Mais cette démarche n'est pas sans friction. La participation immédiate de 10 % de Scaringe dans Mind Robotics crée des conflits potentiels, car il a désormais un intérêt direct dans une entreprise distincte qui pourrait concurrencer Rivian pour ses ressources et ses talents. Néanmoins, cela signale également un réel effort pour susciter une nouvelle croissance en dehors de la bulle des véhicules électriques, qui se réduit. La valorisation de 115 millions de dollars laisse entendre que les investisseurs y voient un réel potentiel commercial, et pas seulement un autre projet de vanité.
Il y a aussi une autre dimension. Rivian ne pouvait tout simplement pas se permettre de financer la R&D en robotique au sein de son bilan principal tout en essayant d'atteindre le seuil de rentabilité des flux de trésorerie. La scinder sous un multiple de valorisation plus élevé pour l'« IA/robotique » – cinq à huit fois les revenus, contre une ou deux fois pour les constructeurs automobiles – est une ingénierie financière astucieuse déguisée en orientation stratégique.
Le message plus large
En prenant du recul, l'histoire devient claire. Le conseil d'administration de Rivian détaille ses 24 prochains mois en termes clairs : le lancement du véhicule R2 est une question de vie ou de mort, le logiciel et la robotique sont des paris secondaires pour la croissance future, et maintenir la motivation du fondateur durant la phase la plus difficile de la montée en puissance est non négociable. L'attribution annulée de 2021 appartenait à une ère de capital bon marché, d'engouement sans fin pour les véhicules électriques et d'incitations gouvernementales généreuses. Le plan de 2025 accepte la dure réalité d'aujourd'hui mais laisse la porte ouverte à un retour en force si la situation évolue.
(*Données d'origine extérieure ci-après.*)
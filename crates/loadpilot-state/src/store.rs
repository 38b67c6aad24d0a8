//! StateStore — redb-backed persistence of controller state.
//!
//! Holds the sections of a [`ControllerSnapshot`] in separate tables so
//! each can be inspected or replaced on its own. All values are
//! JSON-serialized into redb's `&[u8]` value columns. The store supports
//! both on-disk and in-memory backends (the latter for testing).

use std::path::Path;
use std::sync::Arc;

use redb::{Database, ReadableDatabase, ReadableTable, TableDefinition};
use serde::Serialize;
use serde::de::DeserializeOwned;
use tracing::{debug, warn};

use crate::error::{StateError, StateResult};
use crate::tables::*;
use crate::types::*;
use loadpilot_core::types::*;

/// Convert any `Display` error into a `StateError` variant via a closure factory.
macro_rules! map_err {
    ($variant:ident) => {
        |e| StateError::$variant(e.to_string())
    };
}

const ACTIVE_ALGORITHM_KEY: &str = "active_algorithm";
const SAVED_AT_KEY: &str = "saved_at";

/// Thread-safe state store backed by redb.
#[derive(Clone)]
pub struct StateStore {
    db: Arc<Database>,
}

impl StateStore {
    /// Open (or create) a persistent state store at the given path.
    pub fn open(path: &Path) -> StateResult<Self> {
        let db = Database::create(path).map_err(map_err!(Open))?;
        let store = Self { db: Arc::new(db) };
        store.ensure_tables()?;
        debug!(?path, "state store opened");
        Ok(store)
    }

    /// Create an ephemeral in-memory state store (for testing).
    pub fn open_in_memory() -> StateResult<Self> {
        let backend = redb::backends::InMemoryBackend::new();
        let db = Database::builder()
            .create_with_backend(backend)
            .map_err(map_err!(Open))?;
        let store = Self { db: Arc::new(db) };
        store.ensure_tables()?;
        debug!("in-memory state store opened");
        Ok(store)
    }

    /// Create all tables if they don't exist yet.
    fn ensure_tables(&self) -> StateResult<()> {
        let txn = self.db.begin_write().map_err(map_err!(Transaction))?;
        for table in [
            ALLOCATIONS,
            ALGORITHMS,
            WEIGHTS,
            DECISIONS,
            EFFECTIVENESS,
            COMPLETIONS,
            META,
        ] {
            txn.open_table(table).map_err(map_err!(Table))?;
        }
        txn.commit().map_err(map_err!(Transaction))?;
        Ok(())
    }

    // ── Snapshot ───────────────────────────────────────────────────

    /// Replace all persisted state with `snapshot` in one transaction.
    pub fn save_snapshot(&self, snapshot: &ControllerSnapshot) -> StateResult<()> {
        let allocations = encode_rows(
            snapshot
                .current_allocations
                .iter()
                .map(|(k, v)| (k.clone(), v)),
        )?;
        let algorithms = encode_rows(
            snapshot
                .algorithm_performance
                .iter()
                .map(|(k, v)| (k.as_str().to_string(), v)),
        )?;
        let weights = encode_rows(
            snapshot
                .component_weights
                .iter()
                .map(|(k, v)| (k.clone(), v)),
        )?;
        let decisions = encode_rows(
            snapshot
                .recent_decisions
                .iter()
                .enumerate()
                .map(|(i, d)| (sequence_key(i), d)),
        )?;
        let effectiveness = encode_rows(
            snapshot
                .effectiveness_history
                .iter()
                .map(|(k, v)| (k.clone(), v)),
        )?;
        let completions = encode_rows(
            snapshot
                .completions
                .iter()
                .enumerate()
                .map(|(i, c)| (sequence_key(i), c)),
        )?;
        let mut meta = encode_rows([(SAVED_AT_KEY.to_string(), &snapshot.saved_at)])?;
        if let Some(algorithm) = &snapshot.active_algorithm {
            meta.extend(encode_rows([(ACTIVE_ALGORITHM_KEY.to_string(), algorithm)])?);
        }

        let txn = self.db.begin_write().map_err(map_err!(Transaction))?;
        for (table, rows) in [
            (ALLOCATIONS, &allocations),
            (ALGORITHMS, &algorithms),
            (WEIGHTS, &weights),
            (DECISIONS, &decisions),
            (EFFECTIVENESS, &effectiveness),
            (COMPLETIONS, &completions),
            (META, &meta),
        ] {
            txn.delete_table(table).map_err(map_err!(Table))?;
            let mut t = txn.open_table(table).map_err(map_err!(Table))?;
            for (key, value) in rows {
                t.insert(key.as_str(), value.as_slice())
                    .map_err(map_err!(Write))?;
            }
        }
        txn.commit().map_err(map_err!(Transaction))?;

        debug!(
            allocations = allocations.len(),
            decisions = decisions.len(),
            completions = completions.len(),
            "controller snapshot saved"
        );
        Ok(())
    }

    /// Load the persisted snapshot. Rows that fail to decode are skipped.
    pub fn load_snapshot(&self) -> StateResult<ControllerSnapshot> {
        let mut snapshot = ControllerSnapshot {
            current_allocations: self.read_rows(ALLOCATIONS)?.into_iter().collect(),
            component_weights: self.read_rows(WEIGHTS)?.into_iter().collect(),
            effectiveness_history: self.read_rows(EFFECTIVENESS)?.into_iter().collect(),
            recent_decisions: self.read_values(DECISIONS)?,
            completions: self.read_values(COMPLETIONS)?,
            ..ControllerSnapshot::default()
        };

        for (key, perf) in self.read_rows::<AlgorithmPerformance>(ALGORITHMS)? {
            match key.parse::<Algorithm>() {
                Ok(algorithm) => {
                    snapshot.algorithm_performance.insert(algorithm, perf);
                }
                Err(e) => warn!(error = %e, "skipping persisted algorithm counters"),
            }
        }

        for (key, value) in self.read_raw(META)? {
            match key.as_str() {
                ACTIVE_ALGORITHM_KEY => snapshot.active_algorithm = decode(&key, &value),
                SAVED_AT_KEY => snapshot.saved_at = decode(&key, &value).unwrap_or_default(),
                _ => {}
            }
        }

        debug!(
            allocations = snapshot.current_allocations.len(),
            decisions = snapshot.recent_decisions.len(),
            "controller snapshot loaded"
        );
        Ok(snapshot)
    }

    /// Whether anything has ever been saved.
    pub fn has_snapshot(&self) -> StateResult<bool> {
        Ok(!self.read_raw(META)?.is_empty())
    }

    // ── Helpers ────────────────────────────────────────────────────

    fn read_raw(
        &self,
        table: TableDefinition<&str, &[u8]>,
    ) -> StateResult<Vec<(String, Vec<u8>)>> {
        let txn = self.db.begin_read().map_err(map_err!(Transaction))?;
        let table = txn.open_table(table).map_err(map_err!(Table))?;
        let mut rows = Vec::new();
        for entry in table.iter().map_err(map_err!(Read))? {
            let (key, value) = entry.map_err(map_err!(Read))?;
            rows.push((key.value().to_string(), value.value().to_vec()));
        }
        Ok(rows)
    }

    fn read_rows<T: DeserializeOwned>(
        &self,
        table: TableDefinition<&str, &[u8]>,
    ) -> StateResult<Vec<(String, T)>> {
        Ok(self
            .read_raw(table)?
            .into_iter()
            .filter_map(|(key, value)| decode(&key, &value).map(|v| (key, v)))
            .collect())
    }

    fn read_values<T: DeserializeOwned>(
        &self,
        table: TableDefinition<&str, &[u8]>,
    ) -> StateResult<Vec<T>> {
        // Keys are zero-padded sequence numbers, so table order is insertion order.
        Ok(self
            .read_rows(table)?
            .into_iter()
            .map(|(_, v)| v)
            .collect())
    }
}

fn sequence_key(index: usize) -> String {
    format!("{index:020}")
}

fn encode_rows<'a, T, I>(rows: I) -> StateResult<Vec<(String, Vec<u8>)>>
where
    T: Serialize + 'a,
    I: IntoIterator<Item = (String, &'a T)>,
{
    rows.into_iter()
        .map(|(key, value)| {
            serde_json::to_vec(value)
                .map(|bytes| (key, bytes))
                .map_err(map_err!(Serialize))
        })
        .collect()
}

fn decode<T: DeserializeOwned>(key: &str, bytes: &[u8]) -> Option<T> {
    match serde_json::from_slice(bytes) {
        Ok(value) => Some(value),
        Err(e) => {
            warn!(%key, error = %e, "skipping undecodable persisted row");
            None
        }
    }
}

#[cfg(test)]
mod tests {
    use super::*;
    use std::collections::HashMap;

    fn test_decision(component: &str, confidence: f64) -> ScalingDecision {
        ScalingDecision {
            id: format!("dec-{component}"),
            component: component.to_string(),
            trigger: TriggerType::Cpu,
            action: ScalingAction::ScaleUp,
            resource: ResourceType::Cpu,
            rule_id: format!("{component}:cpu"),
            metric_value: 85.0,
            threshold: 80.0,
            current_allocation: 2.0,
            target_allocation: 2.6,
            change_percent: 30.0,
            reason: "cpu 85.0 above 80.0".to_string(),
            confidence,
            cooldown_secs: 60,
            executed: true,
            success: true,
            effectiveness: Some(80.0),
            created_at: 1000,
            executed_at: Some(1001),
        }
    }

    fn test_snapshot() -> ControllerSnapshot {
        let mut perf = AlgorithmPerformance::new(Algorithm::LeastConnections);
        perf.total_requests = 42;
        perf.successful_requests = 40;
        perf.total_latency_ms = 420.0;

        ControllerSnapshot {
            saved_at: 1234,
            active_algorithm: Some(Algorithm::LeastConnections),
            current_allocations: HashMap::from([
                ("a".to_string(), ResourceVector::uniform(2.0)),
                ("b".to_string(), ResourceVector::uniform(1.5)),
            ]),
            algorithm_performance: HashMap::from([(Algorithm::LeastConnections, perf)]),
            component_weights: HashMap::from([("a".to_string(), 2.0)]),
            recent_decisions: vec![test_decision("a", 90.0), test_decision("b", 75.0)],
            effectiveness_history: HashMap::from([("a".to_string(), vec![80.0, 20.0])]),
            completions: vec![CompletionRecord {
                request_id: "req-1".to_string(),
                workload_type: WorkloadType::TradeExecution,
                priority: Priority::Critical,
                component: Some("a".to_string()),
                algorithm: Some(Algorithm::LeastConnections),
                outcome: RequestOutcome::Succeeded,
                latency_ms: 12.5,
                retry_count: 0,
                error: None,
                completed_at: 99,
            }],
        }
    }

    #[test]
    fn snapshot_save_and_load() {
        let store = StateStore::open_in_memory().unwrap();
        let snapshot = test_snapshot();

        store.save_snapshot(&snapshot).unwrap();
        let loaded = store.load_snapshot().unwrap();

        assert_eq!(loaded, snapshot);
    }

    #[test]
    fn save_replaces_previous_rows() {
        let store = StateStore::open_in_memory().unwrap();
        store.save_snapshot(&test_snapshot()).unwrap();

        let mut smaller = test_snapshot();
        smaller.current_allocations.remove("b");
        smaller.recent_decisions.truncate(1);
        store.save_snapshot(&smaller).unwrap();

        let loaded = store.load_snapshot().unwrap();
        assert_eq!(loaded.current_allocations.len(), 1);
        assert_eq!(loaded.recent_decisions.len(), 1);
    }

    #[test]
    fn decisions_keep_their_order() {
        let store = StateStore::open_in_memory().unwrap();
        let mut snapshot = test_snapshot();
        snapshot.recent_decisions = (0..12)
            .map(|i| test_decision(&format!("c{i}"), f64::from(i)))
            .collect();

        store.save_snapshot(&snapshot).unwrap();
        let loaded = store.load_snapshot().unwrap();

        let confidences: Vec<f64> = loaded.recent_decisions.iter().map(|d| d.confidence).collect();
        assert_eq!(confidences, (0..12).map(f64::from).collect::<Vec<_>>());
    }

    #[test]
    fn empty_store_loads_default_snapshot() {
        let store = StateStore::open_in_memory().unwrap();
        assert!(!store.has_snapshot().unwrap());
        assert_eq!(store.load_snapshot().unwrap(), ControllerSnapshot::default());
    }

    #[test]
    fn undecodable_rows_are_skipped() {
        let store = StateStore::open_in_memory().unwrap();
        store.save_snapshot(&test_snapshot()).unwrap();

        {
            let txn = store.db.begin_write().unwrap();
            {
                let mut table = txn.open_table(ALLOCATIONS).unwrap();
                table.insert("corrupt", b"not json".as_slice()).unwrap();
            }
            txn.commit().unwrap();
        }

        let loaded = store.load_snapshot().unwrap();
        assert_eq!(loaded.current_allocations.len(), 2);
        assert!(!loaded.current_allocations.contains_key("corrupt"));
    }

    #[test]
    fn persistence_survives_reopen() {
        let dir = tempfile::tempdir().unwrap();
        let db_path = dir.path().join("loadpilot.redb");

        {
            let store = StateStore::open(&db_path).unwrap();
            store.save_snapshot(&test_snapshot()).unwrap();
        }

        let store = StateStore::open(&db_path).unwrap();
        let loaded = store.load_snapshot().unwrap();
        assert_eq!(loaded.active_algorithm, Some(Algorithm::LeastConnections));
        assert_eq!(loaded.current_allocations["a"].cpu, 2.0);
    }
}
Le risque ? L'exécution. Si le lancement du R2 est repoussé à fin 2026 ou si le partenariat avec Volkswagen ne tient pas ses promesses, ces seuils financiers deviendront impossibles à atteindre, et l'ensemble du plan de rémunération se transformera en un simple artifice de rétention. Pire encore, si Mind Robotics décolle pendant que Rivian continue de perdre de l'argent, il semblera que les actionnaires publics ont financé une activité secondaire privée.
Mais si Rivian parvient à augmenter son bénéfice brut au T4, à maintenir le déploiement du R2 sur les rails et à montrer même les premiers signes d'atteinte du seuil de rentabilité des flux de trésorerie d'exploitation d'ici 2026, Wall Street le remarquera. Non pas parce que quiconque s'attend à 140 $ par action, mais parce que 30 $ ou 40 $ commenceront à paraître tout à fait conservateurs pour une entreprise qui a enfin cessé de dilapider de l'argent et a commencé à accumuler de la valeur.
En fin de compte, le conseil d'administration de Rivian a fait un pari délibéré : mieux vaut surpayer un fondateur capable de réussir un redressement que de le perdre en pleine crise. Le succès de cette décision dépendra de ce qui se passera sur le site de production de Normal, Illinois – et non des présentations élégantes du conseil ou des dépôts auprès de la SEC.